§ **What the task asks**
What is needed here is an exact repetition of the records below, beginning at the line that has "#[derive(Default)]" and stopping after the line that has "let config = ProductConfig".

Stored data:
────

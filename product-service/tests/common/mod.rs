//! Test helpers for product-service integration tests.
//!
//! The application is spawned on a random port with an in-memory
//! `ProductStore`, so no Firestore project is needed.

#![allow(dead_code)]

use async_trait::async_trait;
use product_service::config::{FirestoreConfig, ProductConfig};
use product_service::models::Product;
use product_service::services::ProductStore;
use product_service::startup::Application;
use service_core::config::Config as CoreConfig;
use service_core::error::AppError;
use std::collections::HashMap;
use std::sync::{Arc, Mutex};

/// Last-write-wins map keyed by ASIN, mirroring document replacement.
#[derive(Default)]
pub struct InMemoryStore {
    products: Mutex<HashMap<String, Product>>,
    writes: Mutex<usize>,
}

impl InMemoryStore {
    pub fn get(&self, asin: &str) -> Option<Product> {
        self.products.lock().unwrap().get(asin).cloned()
    }

    pub fn len(&self) -> usize {
        self.products.lock().unwrap().len()
    }

    pub fn writes(&self) -> usize {
        *self.writes.lock().unwrap()
    }
}

#[async_trait]
impl ProductStore for InMemoryStore {
    async fn upsert(&self, product: &Product) -> Result<(), AppError> {
        self.products
            .lock()
            .unwrap()
            .insert(product.asin.clone(), product.clone());
        *self.writes.lock().unwrap() += 1;
        Ok(())
    }
}

/// Store whose every write fails, as if the database were unreachable.
pub struct FailingStore;

#[async_trait]
impl ProductStore for FailingStore {
    async fn upsert(&self, _product: &Product) -> Result<(), AppError> {
        Err(AppError::DatabaseError(anyhow::anyhow!(
            "connection refused: firestore.googleapis.com:443"
        )))
    }
}

pub struct TestApp {
    pub address: String,
    pub port: u16,
}

impl TestApp {
    pub async fn spawn(store: Arc<dyn ProductStore>) -> Self {
        let config = ProductConfig {
            common: CoreConfig { port: 0 }, // Random port for testing
            firestore: FirestoreConfig::default(),
        };

        let app = Application::build(&config, store)
            .await
            .expect("Failed to build test application");

        let port = app.port();
        let address = format!("http://127.0.0.1:{}", port);

        tokio::spawn(async move {
            app.run_until_stopped().await.ok();
        });

        // Wait for the server to be ready by polling the health endpoint
        let client = reqwest::Client::new();
        let health_url = format!("{}/health", address);
        for _ in 0..50 {
            if client.get(&health_url).send().await.is_ok() {
                break;
            }
            tokio::time::sleep(tokio::time::Duration::from_millis(50)).await;
        }

        TestApp { address, port }
    }

    pub async fn post_product(&self, body: serde_json::Value) -> reqwest::Response {
        reqwest::Client::new()
            .post(format!("{}/api/products", self.address))
            .json(&body)
            .send()
            .await
            .expect("Failed to execute request")
    }

    pub async fn post_raw(&self, body: &'static str) -> reqwest::Response {
        reqwest::Client::new()
            .post(format!("{}/api/products", self.address))
            .header("content-type", "application/json")
            .body(body)
            .send()
            .await
            .expect("Failed to execute request")
    }
}
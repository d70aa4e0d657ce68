pub mod credentials;
pub mod firestore;
pub mod store;

pub use credentials::{CredentialError, ServiceAccountKey};
pub use firestore::{Document, FieldValue, FirestoreDb};
pub use store::ProductStore;
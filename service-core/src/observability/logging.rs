use tracing_subscriber::{layer::SubscriberExt, util::SubscriberInitExt};

/// Installs the global subscriber. `RUST_LOG` overrides `log_level`;
/// `LOG_FORMAT=pretty` switches from JSON lines to human-readable output.
pub fn init_tracing(service_name: &str, log_level: &str) {
    let env_filter = tracing_subscriber::EnvFilter::try_from_default_env()
        .unwrap_or_else(|_| tracing_subscriber::EnvFilter::new(log_level));

    let pretty = std::env::var("LOG_FORMAT")
        .map(|format| format.eq_ignore_ascii_case("pretty"))
        .unwrap_or(false);

    let registry = tracing_subscriber::registry().with(env_filter);

    if pretty {
        registry.with(tracing_subscriber::fmt::layer()).init();
    } else {
        registry
            .with(
                tracing_subscriber::fmt::layer()
                    .with_file(true)
                    .with_line_number(true)
                    .json()
                    .flatten_event(true),
            )
            .init();
    }

    tracing::info!(service = %service_name, "Tracing initialized");
}
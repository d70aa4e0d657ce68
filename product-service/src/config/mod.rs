use service_core::config as core_config;
use service_core::error::AppError;
use std::env;

pub const DEFAULT_CREDENTIALS_PATH: &str = "serviceAccountKey.json";
pub const DEFAULT_COLLECTION: &str = "products";
pub const FIRESTORE_API_BASE: &str = "https://firestore.googleapis.com";

#[derive(Debug, Clone)]
pub struct ProductConfig {
    pub common: core_config::Config,
    pub firestore: FirestoreConfig,
}

#[derive(Debug, Clone)]
pub struct FirestoreConfig {
    /// Service-account key file, relative to the working directory.
    pub credentials_path: String,
    pub collection: String,
    /// `host:port` of a local emulator. Skips the OAuth exchange when set.
    pub emulator_host: Option<String>,
    pub api_base_url: String,
}

impl Default for FirestoreConfig {
    fn default() -> Self {
        Self {
            credentials_path: DEFAULT_CREDENTIALS_PATH.to_string(),
            collection: DEFAULT_COLLECTION.to_string(),
            emulator_host: None,
            api_base_url: FIRESTORE_API_BASE.to_string(),
        }
    }
}

impl FirestoreConfig {
    /// Base URL requests are sent to: the emulator if configured, otherwise
    /// the public API.
    pub fn base_url(&self) -> String {
        match &self.emulator_host {
            Some(host) => format!("http://{}", host),
            None => self.api_base_url.trim_end_matches('/').to_string(),
        }
    }
}

impl ProductConfig {
    pub fn load() -> Result<Self, AppError> {
        // Load common config (handles .env, PORT and APP__ prefix)
        let common = core_config::Config::load()?;

        Ok(ProductConfig {
            common,
            firestore: FirestoreConfig {
                credentials_path: get_env(
                    "GOOGLE_APPLICATION_CREDENTIALS",
                    DEFAULT_CREDENTIALS_PATH,
                ),
                collection: get_env("FIRESTORE_COLLECTION", DEFAULT_COLLECTION),
                emulator_host: env::var("FIRESTORE_EMULATOR_HOST")
                    .ok()
                    .filter(|host| !host.trim().is_empty()),
                api_base_url: get_env("FIRESTORE_API_BASE_URL", FIRESTORE_API_BASE),
            },
        })
    }
}

fn get_env(key: &str, default: &str) -> String {
    env::var(key)
        .ok()
        .filter(|val| !val.trim().is_empty())
        .unwrap_or_else(|| default.to_string())
}
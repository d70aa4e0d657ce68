use chrono::{DateTime, SecondsFormat, Utc};
use serde::{Deserialize, Serialize, Serializer};

/// Title stored when the client does not send one.
pub const DEFAULT_TITLE: &str = "No Title Provided";

/// Largest integer an `f64` represents exactly (2^53).
const MAX_EXACT_INTEGER: f64 = 9_007_199_254_740_992.0;

#[derive(Debug, Clone, Serialize, Deserialize, PartialEq)]
#[serde(rename_all = "camelCase")]
pub struct Product {
    pub asin: String,
    pub upc: Option<String>,
    pub sku: Option<String>,
    pub title: String,
    #[serde(serialize_with = "serialize_cost")]
    pub cost: f64,
    #[serde(serialize_with = "serialize_timestamp")]
    pub created_at: DateTime<Utc>,
    #[serde(serialize_with = "serialize_timestamp")]
    pub updated_at: DateTime<Utc>,
}

/// Returns the cost as an integer when it has no fractional part and fits
/// exactly, so `5` is written back as `5` rather than `5.0`.
pub fn whole_number(value: f64) -> Option<i64> {
    if value.is_finite() && value.fract() == 0.0 && value.abs() <= MAX_EXACT_INTEGER {
        Some(value as i64)
    } else {
        None
    }
}

/// `2024-05-01T12:30:00.123Z`: UTC, millisecond precision.
pub fn format_timestamp(timestamp: &DateTime<Utc>) -> String {
    timestamp.to_rfc3339_opts(SecondsFormat::Millis, true)
}

fn serialize_cost<S: Serializer>(cost: &f64, serializer: S) -> Result<S::Ok, S::Error> {
    match whole_number(*cost) {
        Some(whole) => serializer.serialize_i64(whole),
        None => serializer.serialize_f64(*cost),
    }
}

fn serialize_timestamp<S: Serializer>(
    timestamp: &DateTime<Utc>,
    serializer: S,
) -> Result<S::Ok, S::Error> {
    serializer.serialize_str(&format_timestamp(timestamp))
}
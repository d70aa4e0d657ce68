use crate::error::AppError;
use config::{Config as Cfg, Environment, File};
use serde::Deserialize;

#[derive(Debug, Deserialize, Clone)]
pub struct Config {
    #[serde(default = "default_port")]
    pub port: u16,
}

fn default_port() -> u16 {
    3000
}

impl Default for Config {
    fn default() -> Self {
        Self {
            port: default_port(),
        }
    }
}

impl Config {
    /// Loads `.env`, an optional `configuration` file and `APP__*` variables.
    /// A plain `PORT` variable takes precedence over all of them.
    pub fn load() -> Result<Self, AppError> {
        dotenvy::dotenv().ok();
        Self::with_port(std::env::var("PORT").ok())
    }

    /// Builds the config with `port` as the highest-precedence source.
    /// Empty or whitespace-only values count as unset.
    fn with_port(port: Option<String>) -> Result<Self, AppError> {
        let port = port.filter(|p| !p.trim().is_empty());

        let config = Cfg::builder()
            .add_source(File::with_name("configuration").required(false))
            .add_source(Environment::with_prefix("APP").separator("__"))
            .set_override_option("port", port)?
            .build()?;

        Ok(config.try_deserialize()?)
    }
}
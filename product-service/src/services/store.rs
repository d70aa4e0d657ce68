use crate::models::Product;
use crate::services::firestore::{Document, FirestoreDb};
use async_trait::async_trait;
use service_core::error::AppError;

/// Persistence seam for product records. Handlers only see this trait, so
/// tests can swap in their own implementation.
#[async_trait]
pub trait ProductStore: Send + Sync {
    /// Create-or-replace keyed by `product.asin`. No merge with an existing
    /// record.
    async fn upsert(&self, product: &Product) -> Result<(), AppError>;
}

#[async_trait]
impl ProductStore for FirestoreDb {
    async fn upsert(&self, product: &Product) -> Result<(), AppError> {
        self.set_document(self.collection(), &product.asin, &Document::from(product))
            .await
    }
}
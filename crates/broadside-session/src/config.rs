//! Session configuration and the game status state machine.

use std::time::Duration;

use serde::{Deserialize, Serialize};

// ---------------------------------------------------------------------------
// SessionConfig
// ---------------------------------------------------------------------------

/// Settings shared by every session a manager spawns.
#[derive(Debug, Clone, Serialize, Deserialize)]
pub struct SessionConfig {
    /// How long a player may think before a random shot is fired for them.
    pub turn_timeout: Duration,

    /// Pause before each bot shot.
    pub bot_delay: Duration,

    /// Sessions idle for longer than this are reclaimed by the sweep.
    pub stale_after: Duration,

    /// How often the server runs the stale-session sweep.
    pub sweep_interval: Duration,

    /// Reject fleets that are not a standard, non-touching fleet. Off by
    /// default: submitted fleets are only clamped onto the board.
    pub reject_invalid_fleets: bool,

    /// Capacity of each session actor's command channel.
    pub channel_size: usize,

    /// Seed for every session RNG. `None` seeds from the OS.
    pub seed: Option<u64>,
}

impl Default for SessionConfig {
    fn default() -> Self {
        Self {
            turn_timeout: Duration::from_secs(15),
            bot_delay: Duration::from_secs(1),
            stale_after: Duration::from_secs(30 * 60),
            sweep_interval: Duration::from_secs(60),
            reject_invalid_fleets: false,
            channel_size: 64,
            seed: None,
        }
    }
}

// ---------------------------------------------------------------------------
// GameStatus
// ---------------------------------------------------------------------------

/// Lifecycle of a game. Transitions only move forward:
///
/// ```text
/// Waiting → Playing → Finished
/// ```
///
/// - **Waiting**: fewer than two fleets submitted.
/// - **Playing**: both fleets in, shots are accepted from the current player.
/// - **Finished**: one fleet is sunk. Nothing mutates the game any more.
#[derive(Debug, Clone, Copy, PartialEq, Eq, Serialize, Deserialize)]
#[serde(rename_all = "lowercase")]
pub enum GameStatus {
    Waiting,
    Playing,
    Finished,
}

impl GameStatus {
    /// The only state reachable from this one, if any.
    pub fn next(self) -> Option<Self> {
        match self {
            Self::Waiting => Some(Self::Playing),
            Self::Playing => Some(Self::Finished),
            Self::Finished => None,
        }
    }

    pub fn can_transition_to(self, target: Self) -> bool {
        self.next() == Some(target)
    }

    pub fn is_finished(self) -> bool {
        self == Self::Finished
    }
}

impl std::fmt::Display for GameStatus {
    fn fmt(&self, f: &mut std::fmt::Formatter<'_>) -> std::fmt::Result {
        match self {
            Self::Waiting => write!(f, "waiting"),
            Self::Playing => write!(f, "playing"),
            Self::Finished => write!(f, "finished"),
        }
    }
}

/// Whether the second seat is a human or the bot.
#[derive(Debug, Clone, Copy, PartialEq, Eq, Serialize, Deserialize)]
#[serde(rename_all = "lowercase")]
pub enum GameType {
    Single,
    Multi,
}
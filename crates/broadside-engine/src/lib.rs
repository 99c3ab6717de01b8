//! Game rules for Broadside.
//!
//! Everything in this crate is synchronous and deterministic given an RNG:
//!
//! - [`ship`]: positions, ship classes, fleets.
//! - [`board`]: the 10×10 attack log and per-player views of it.
//! - [`attack`]: resolving one shot against the enemy fleet.
//! - [`placement`]: normalizing client-submitted fleets.
//! - [`bot`]: random targets and random non-touching fleets.
//!
//! Timing, turn order, and notifications live one layer up, in
//! `broadside-session`.

pub mod attack;
pub mod board;
pub mod bot;
mod error;
pub mod placement;
pub mod ship;

pub use attack::{AttackOutcome, AttackStatus, process_attack};
pub use board::{BOARD_SIZE, Board, Cell};
pub use bot::{generate_bot_ships, random_attack_position, random_coordinates};
pub use error::EngineError;
pub use placement::{FleetViolation, RawShip, check_fleet, validate_ships};
pub use ship::{Position, Ship, ShipKind, ShipSet, is_valid_position};
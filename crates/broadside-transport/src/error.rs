/// Errors that can occur in the transport layer.
#[derive(Debug, thiserror::Error)]
pub enum TransportError {
    /// The peer went away.
    #[error("connection closed: {0}")]
    ConnectionClosed(String),

    #[error("send failed: {0}")]
    SendFailed(#[source] std::io::Error),

    #[error("receive failed: {0}")]
    ReceiveFailed(#[source] std::io::Error),

    /// Binding, accepting, or the WebSocket upgrade failed.
    #[error("accept failed: {0}")]
    AcceptFailed(#[source] std::io::Error),
}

────

§ **Written solution**
#[derive(Default)]
pub struct InMemoryStore {
    products: Mutex<HashMap<String, Product>>,
    writes: Mutex<usize>,
}

impl InMemoryStore {
    pub fn get(&self, asin: &str) -> Option<Product> {
        self.products.lock().unwrap().get(asin).cloned()
    }

    pub fn len(&self) -> usize {
        self.products.lock().unwrap().len()
    }

    pub fn writes(&self) -> usize {
        *self.writes.lock().unwrap()
    }
}

#[async_trait]
impl ProductStore for InMemoryStore {
    async fn upsert(&self, product: &Product) -> Result<(), AppError> {
        self.products
            .lock()
            .unwrap()
            .insert(product.asin.clone(), product.clone());
        *self.writes.lock().unwrap() += 1;
        Ok(())
    }
}

/// Store whose every write fails, as if the database were unreachable.
pub struct FailingStore;

#[async_trait]
impl ProductStore for FailingStore {
    async fn upsert(&self, _product: &Product) -> Result<(), AppError> {
        Err(AppError::DatabaseError(anyhow::anyhow!(
            "connection refused: firestore.googleapis.com:443"
        )))
    }
}

pub struct TestApp {
    pub address: String,
    pub port: u16,
}

impl TestApp {
    pub async fn spawn(store: Arc<dyn ProductStore>) -> Self {
        let config = ProductConfig {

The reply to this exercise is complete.